While CDB’s varied experience in Puerto Rico made taking on new projects in Texas easier, the transition wasn’t complete smooth sailing. “Getting our name out there has been a challenge,” reveals Carrasquillo. “No one seems to know too much about Puerto Rico and the fact that the island is actually a U.S. territory. Being from Puerto Rico made it difficult for us to get prequalification from the contracting city. They told us we had to work in the states for at least three years before we would qualify.”
Building state and municipal clients
Despite the challenge of being new to the West Texas construction market, CDB has slowly and steadily built clientele over the last year, from the city of Dallas to the city of Fort Worth and the Texas Department of Transportation (TxDOT). “In Fort Worth, we already have four projects running right now,” reveals Carrasquillo. “For TxDOT we have two and the city of Coppell, we have one.

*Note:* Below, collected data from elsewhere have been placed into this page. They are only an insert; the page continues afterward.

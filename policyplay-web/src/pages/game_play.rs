use crate::components::alert::AlertBanner;
use crate::components::loading::Loading;
use crate::i18n::{t, tr};
use policyplay_core::{GameResult, GameSession, QuizSelection, locate_violation_range};
use yew::prelude::*;

#[derive(Properties, PartialEq, Clone)]
pub struct Props {
    pub session: Option<GameSession>,
    pub selection: QuizSelection,
    #[prop_or_default]
    pub result: Option<GameResult>,
    #[prop_or_default]
    pub submitting: bool,
    #[prop_or_default]
    pub error: Option<AttrValue>,
    pub on_pick_option: Callback<usize>,
    /// Fired on mouse-up over the scenario text so the container can read the selection.
    pub on_select_text: Callback<()>,
    pub on_submit: Callback<()>,
    pub on_back: Callback<()>,
}

fn letter(index: usize) -> char {
    u8::try_from(index)
        .ok()
        .and_then(|i| b'A'.checked_add(i))
        .map_or('?', char::from)
}

fn result_view(result: &GameResult) -> Html {
    let (icon, heading, border) = if result.correct {
        ("✅", t("quiz.correct"), "border-success")
    } else {
        ("❌", t("quiz.incorrect"), "border-error")
    };
    let score = result.score.to_string();
    html! {
        <div class={classes!("card", "bg-base-100", "shadow-xl", "border-4", border)} data-testid="quiz-result">
            <div class="card-body items-center text-center">
                <span class="text-6xl">{ icon }</span>
                <h2 class="card-title text-3xl">{ heading }</h2>
                <p class="text-xl">{ tr("quiz.score_of_100", Some(&crate::targs! { "score" => score.as_str() })) }</p>
                if let (false, Some(answer)) = (result.correct, result.correct_answer.as_ref()) {
                    <p class="alert alert-info">{ t("quiz.correct_answer") }{ ": " }{ answer.clone() }</p>
                }
                <div class="text-left w-full">
                    <h3 class="font-bold">{ t("quiz.explanation") }</h3>
                    <p>{ result.explanation.clone() }</p>
                    <h3 class="font-bold mt-2">{ t("quiz.policy_rule") }</h3>
                    <p class="italic">{ result.policy_rule.clone() }</p>
                </div>
            </div>
        </div>
    }
}

#[function_component(GamePlayPage)]
pub fn game_play_page(p: &Props) -> Html {
    let back = {
        let cb = p.on_back.clone();
        Callback::from(move |_| cb.emit(()))
    };
    let Some(session) = &p.session else {
        return html! {
            <>
                <AlertBanner message={p.error.clone()} />
                if p.error.is_none() { <Loading /> }
            </>
        };
    };
    let submit = {
        let cb = p.on_submit.clone();
        Callback::from(move |_| cb.emit(()))
    };

    let body = if let Some(result) = &p.result {
        result_view(result)
    } else if let Some(scenario) = &session.scenario {
        let options = scenario.options.iter().enumerate().map(|(idx, option)| {
            let cb = p.on_pick_option.clone();
            let selected = p.selection == QuizSelection::Option(idx);
            let class = classes!(
                "btn", "btn-block", "justify-start", "h-auto", "py-3", "normal-case",
                if selected { "btn-primary" } else { "btn-outline" }
            );
            html! {
                <button {class} onclick={Callback::from(move |_| cb.emit(idx))}
                    data-testid={format!("quiz-option-{idx}")} aria-pressed={selected.to_string()}>
                    <span class="badge mr-2">{ letter(idx) }</span>{ option.clone() }
                </button>
            }
        });
        let ready = matches!(p.selection, QuizSelection::Option(_));
        html! {
            <div class="card bg-base-100 shadow-xl">
                <div class="card-body gap-4">
                    <h2 class="card-title">{ t("quiz.scenario") }</h2>
                    <p>{ scenario.scenario_text.clone() }</p>
                    <div class="space-y-2">{ for options }</div>
                    <button class="btn btn-success" onclick={submit} disabled={!ready || p.submitting} data-testid="quiz-submit">
                        { t("quiz.submit") }
                    </button>
                </div>
            </div>
        }
    } else if let Some(violation) = &session.violation_scenario {
        let on_mouse_up = {
            let cb = p.on_select_text.clone();
            Callback::from(move |_: MouseEvent| cb.emit(()))
        };
        let range = match &p.selection {
            QuizSelection::Text(text) => locate_violation_range(&violation.scenario_text, text),
            _ => None,
        };
        let chosen = range.as_ref().map(|r| {
            let (start, end) = (r.start.to_string(), r.end.to_string());
            html! {
                <p class="text-success" data-testid="quiz-selected-range">
                    { "✓ " }{ tr("quiz.selected_range", Some(&crate::targs! { "start" => start.as_str(), "end" => end.as_str() })) }
                </p>
            }
        });
        html! {
            <div class="card bg-base-100 shadow-xl">
                <div class="card-body gap-4">
                    <h2 class="card-title">{ t("quiz.find_violation") }</h2>
                    <p class="opacity-70 text-sm">{ t("quiz.select_hint") }</p>
                    <p class="p-4 bg-base-200 rounded select-text" onmouseup={on_mouse_up} data-testid="quiz-violation-text">
                        { violation.scenario_text.clone() }
                    </p>
                    { for chosen }
                    <button class="btn btn-success" onclick={submit} disabled={range.is_none() || p.submitting} data-testid="quiz-submit">
                        { t("quiz.submit") }
                    </button>
                </div>
            </div>
        }
    } else {
        html! { <div class="alert alert-warning">{ t("quiz.unplayable") }</div> }
    };

    let heading = match session.game_type {
        policyplay_core::GameType::Scenario => t("quiz.heading_scenario"),
        policyplay_core::GameType::Violation => t("quiz.heading_violation"),
    };
    html! {
        <section class="max-w-3xl mx-auto space-y-4" data-testid="game-play-page">
            <button class="btn btn-ghost btn-sm" onclick={back} data-testid="quiz-back">{ "← " }{ t("ui.back") }</button>
            <h1 class="text-3xl font-bold text-center">{ heading }</h1>
            <AlertBanner message={p.error.clone()} />
            { body }
        </section>
    }
}

#[cfg(test)]
mod tests {
    use super::letter;

    #[test]
    fn option_letters() {
        assert_eq!(letter(0), 'A');
        assert_eq!(letter(3), 'D');
        assert_eq!(letter(300), '?');
    }
}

We also have a project for Dallas that started in February 2014.”
With a crew of 40 professionals, CDB is now tackling everything from road construction and improvements to water retention ponds. “In Coppell, we’re removing the existing two-lane road and laying down four lanes of concrete,” notes Carrasquillo. “This project also involves some sanitary sewer line and water and bridge work and we’re estimating it will take about a year once construction begins in June 2014.”

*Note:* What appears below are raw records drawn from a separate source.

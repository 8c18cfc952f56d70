//! Typed client for the PolicyPlay REST backend.
//!
//! Every call attaches the stored bearer token, classifies failures as
//! [`ApiError`] and decodes JSON bodies into the core models.

mod admin;
mod auth;
mod escape;
mod policies;
mod quiz;
mod tap;

use crate::storage::BrowserStore;
use gloo::net::http::{Method, Request, RequestBuilder};
use policyplay_core::{ApiEndpoint, ApiError, AuthSession};
use serde::Serialize;
use serde::de::DeserializeOwned;

#[derive(Debug, Clone)]
pub struct ApiClient {
    endpoint: ApiEndpoint,
    auth: AuthSession<BrowserStore>,
}

impl ApiClient {
    #[must_use]
    pub const fn new(endpoint: ApiEndpoint, auth: AuthSession<BrowserStore>) -> Self {
        Self { endpoint, auth }
    }

    /// Client for the current page, using `localStorage` for auth.
    #[cfg(target_arch = "wasm32")]
    #[must_use]
    pub fn from_window() -> Self {
        Self::new(
            crate::config::api_endpoint(),
            AuthSession::new(BrowserStore::Local),
        )
    }

    #[must_use]
    pub const fn endpoint(&self) -> &ApiEndpoint {
        &self.endpoint
    }

    #[must_use]
    pub const fn auth(&self) -> &AuthSession<BrowserStore> {
        &self.auth
    }

    fn builder(&self, method: Method, path: &str) -> RequestBuilder {
        let url = self.endpoint.url(path);
        log::debug!("{method} {url}");
        let builder = RequestBuilder::new(&url).method(method);
        match self.auth.bearer_header() {
            Some(bearer) => builder.header("Authorization", &bearer),
            None => builder,
        }
    }

    /// Probe `{backend}/health`; any failure is reported as unreachable.
    ///
    /// # Errors
    ///
    /// Returns [`ApiError::Network`] when the backend does not answer with 2xx.
    pub async fn health(&self, method: Method) -> Result<(), ApiError> {
        let url = self.endpoint.health_url();
        let builder = RequestBuilder::new(&url).method(method.clone());
        let request = if method == Method::POST {
            builder.json(&serde_json::json!({}))
        } else {
            builder.build()
        };
        let unreachable = || ApiError::network(self.endpoint.backend_url());
        let response = request
            .map_err(|_| unreachable())?
            .send()
            .await
            .map_err(|err| {
                log::error!("health check against {url} failed: {err}");
                unreachable()
            })?;
        if response.ok() {
            Ok(())
        } else {
            log::error!("health check returned {}", response.status());
            Err(unreachable())
        }
    }

    async fn dispatch<T: DeserializeOwned>(
        &self,
        request: Result<Request, gloo::net::Error>,
    ) -> Result<T, ApiError> {
        let request = request.map_err(|err| ApiError::Invalid(err.to_string()))?;
        let response = request.send().await.map_err(|err| {
            log::error!("request failed: {err}");
            ApiError::network(self.endpoint.backend_url())
        })?;
        let status = response.status();
        let body = response
            .text()
            .await
            .map_err(|err| ApiError::Decode(err.to_string()))?;
        if !response.ok() {
            let error = ApiError::from_response(status, &body);
            log::warn!("{} answered {status}: {error}", response.url());
            return Err(error);
        }
        serde_json::from_str(&body).map_err(|err| {
            log::error!("could not decode {}: {err}", response.url());
            ApiError::Decode(err.to_string())
        })
    }

    async fn get<T: DeserializeOwned>(&self, path: &str) -> Result<T, ApiError> {
        self.dispatch(self.builder(Method::GET, path).build()).await
    }

    async fn delete<T: DeserializeOwned>(&self, path: &str) -> Result<T, ApiError> {
        self.dispatch(self.builder(Method::DELETE, path).build())
            .await
    }

    async fn post<B, T>(&self, path: &str, body: &B) -> Result<T, ApiError>
    where
        B: Serialize + ?Sized,
        T: DeserializeOwned,
    {
        self.dispatch(self.builder(Method::POST, path).json(body))
            .await
    }

    async fn post_empty<T: DeserializeOwned>(&self, path: &str) -> Result<T, ApiError> {
        self.post(path, &serde_json::json!({})).await
    }

    async fn post_form<T: DeserializeOwned>(
        &self,
        path: &str,
        form: web_sys::FormData,
    ) -> Result<T, ApiError> {
        self.dispatch(self.builder(Method::POST, path).body(form))
            .await
    }
}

About 30 minutes south in Dallas, CDB is working with the city to meet Army Corps of Engineers compliance. “There are three new retention ponds being constructed and it’s our job to ensure they’re up to code,” details Carrasquillo.
Carrasquillo goes on to explain that the team is currently also working with TxDOT on various road improvement projects. “We try to deliver every aspect of a project ourselves,” he continues. “We only subcontract electrical work and we’re continuing to develop relationships with subcontractors in this area.”

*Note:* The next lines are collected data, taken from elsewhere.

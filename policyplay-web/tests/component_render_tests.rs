use futures::executor::block_on;
use policyplay_core::{Ball, Level, User};
use policyplay_web::components::alert::{AlertBanner, AlertKind};
use policyplay_web::components::game_hud::GameHud;
use policyplay_web::components::header::Header;
use policyplay_web::components::leaderboard_table::{LeaderboardRow, LeaderboardTable};
use policyplay_web::components::level_picker::LevelPicker;
use policyplay_web::components::tap_ball::TapBall;
use yew::{AttrValue, Callback, LocalServerRenderer};

fn admin() -> User {
    User {
        id: "a1".into(),
        email: "root@example.com".into(),
        name: "Robin".into(),
        role: "admin".into(),
        created_at: None,
    }
}

fn ball(spawned: bool, landed: bool) -> Ball {
    Ball {
        id: 3,
        option: "Encrypt the laptop".into(),
        correct: true,
        x_percent: 62.5,
        z_index: 4,
        spawn_offset_ms: 700,
        fall_ms: 12_000,
        spawned,
        landed,
    }
}

#[test]
fn header_shows_auth_links_for_visitors() {
    policyplay_web::i18n::set_lang("en");
    let props = policyplay_web::components::header::Props {
        user: None,
        on_navigate: Callback::noop(),
        on_logout: Callback::noop(),
    };
    let html = block_on(LocalServerRenderer::<Header>::with_props(props).render());
    assert!(html.contains("nav-login"));
    assert!(html.contains("nav-signup"));
    assert!(!html.contains("nav-logout"));
}

#[test]
fn header_shows_admin_link_only_for_admins() {
    policyplay_web::i18n::set_lang("en");
    let props = policyplay_web::components::header::Props {
        user: Some(admin()),
        on_navigate: Callback::noop(),
        on_logout: Callback::noop(),
    };
    let html = block_on(LocalServerRenderer::<Header>::with_props(props).render());
    assert!(html.contains("nav-admin"));
    assert!(html.contains("nav-logout"));
    assert!(html.contains("Robin"));

    let mut player = admin();
    player.role = "user".into();
    let props = policyplay_web::components::header::Props {
        user: Some(player),
        on_navigate: Callback::noop(),
        on_logout: Callback::noop(),
    };
    let html = block_on(LocalServerRenderer::<Header>::with_props(props).render());
    assert!(!html.contains("nav-admin"));
}

#[test]
fn alert_banner_renders_nothing_without_message() {
    let props = policyplay_web::components::alert::Props {
        message: None,
        kind: AlertKind::Error,
    };
    let html = block_on(LocalServerRenderer::<AlertBanner>::with_props(props).render());
    assert!(!html.contains("alert-banner"));

    let props = policyplay_web::components::alert::Props {
        message: Some(AttrValue::from("Saved")),
        kind: AlertKind::Success,
    };
    let html = block_on(LocalServerRenderer::<AlertBanner>::with_props(props).render());
    assert!(html.contains("alert-success"));
    assert!(html.contains("Saved"));
}

#[test]
fn hud_flags_the_last_seconds() {
    policyplay_web::i18n::set_lang("en");
    let props = policyplay_web::components::game_hud::Props {
        score: 24,
        question_index: 1,
        total_questions: 5,
        level: Level::Expert,
        time_remaining: Some(3),
    };
    let html = block_on(LocalServerRenderer::<GameHud>::with_props(props).render());
    assert!(html.contains("hud-timer"));
    assert!(html.contains("⏰"));
    assert!(html.contains("24"));

    let props = policyplay_web::components::game_hud::Props {
        score: 0,
        question_index: 0,
        total_questions: 5,
        level: Level::Beginner,
        time_remaining: None,
    };
    let html = block_on(LocalServerRenderer::<GameHud>::with_props(props).render());
    assert!(!html.contains("hud-timer"));
}

#[test]
fn only_live_balls_are_drawn() {
    let live = policyplay_web::components::tap_ball::Props {
        ball: ball(true, false),
        on_tap: Callback::noop(),
        disabled: false,
    };
    let html = block_on(LocalServerRenderer::<TapBall>::with_props(live).render());
    assert!(html.contains("tap-ball-3"));
    assert!(html.contains("Encrypt the laptop"));
    assert!(html.contains("left: 62.50%"));

    for (spawned, landed) in [(false, false), (true, true)] {
        let props = policyplay_web::components::tap_ball::Props {
            ball: ball(spawned, landed),
            on_tap: Callback::noop(),
            disabled: false,
        };
        let html = block_on(LocalServerRenderer::<TapBall>::with_props(props).render());
        assert!(!html.contains("tap-ball-3"));
    }
}

#[test]
fn level_picker_offers_every_level() {
    policyplay_web::i18n::set_lang("en");
    let props = policyplay_web::components::level_picker::Props {
        on_pick: Callback::noop(),
        busy: Some(Level::Intermediate),
    };
    let html = block_on(LocalServerRenderer::<LevelPicker>::with_props(props).render());
    for id in ["level-beginner", "level-intermediate", "level-expert"] {
        assert!(html.contains(id), "missing {id}");
    }
    assert!(html.contains("Generating game..."));
}

#[test]
fn leaderboard_table_highlights_current_player() {
    policyplay_web::i18n::set_lang("en");
    let rows = vec![
        LeaderboardRow {
            rank: 1,
            name: "Ada".into(),
            email: "ada@example.com".into(),
            score: 310,
            detail: "92%".into(),
            highlight: false,
        },
        LeaderboardRow {
            rank: 4,
            name: "Sam".into(),
            email: "sam@example.com".into(),
            score: 120,
            detail: "60%".into(),
            highlight: true,
        },
    ];
    let props = policyplay_web::components::leaderboard_table::Props {
        rows,
        detail_label: AttrValue::from("Accuracy"),
    };
    let html = block_on(LocalServerRenderer::<LeaderboardTable>::with_props(props).render());
    assert!(html.contains("🥇"));
    assert!(html.contains("#4"));
    assert!(html.contains("leaderboard-row-4"));
    assert!(html.contains("Accuracy"));
}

Seizing the opportunity to grow
When the recession hit home in Puerto Rico in 2008, Carrasquillo says CDB was forced to rethink its strategy and the test of willpower would spark the company’s outward expansion into the U.S.
“We had to reevaluate,” he recalls. “It was a matter of getting more creative, becoming more efficient and we started looking at where the opportunity was.”
CDB has found the land of plenty in West Texas’ thriving economy. “We have a backlog of $18 million in projects and by the end of 2014 I estimate that CDB will have more than 100 employees,” shares Carrasquillo. “I think there is plenty of work looking out into the next 10 years, but for right now, we’re focusing on establishing our reputation and the structure of the company here in the U.S.”
Carrasquillo is quick to note that 2013 has been one of the busiest years on record for CDB and 2014 looks to be more of the same for the growing company. From a small island shop to a big city contractor, CD Builder’s Inc. is paving the way to a well-known name.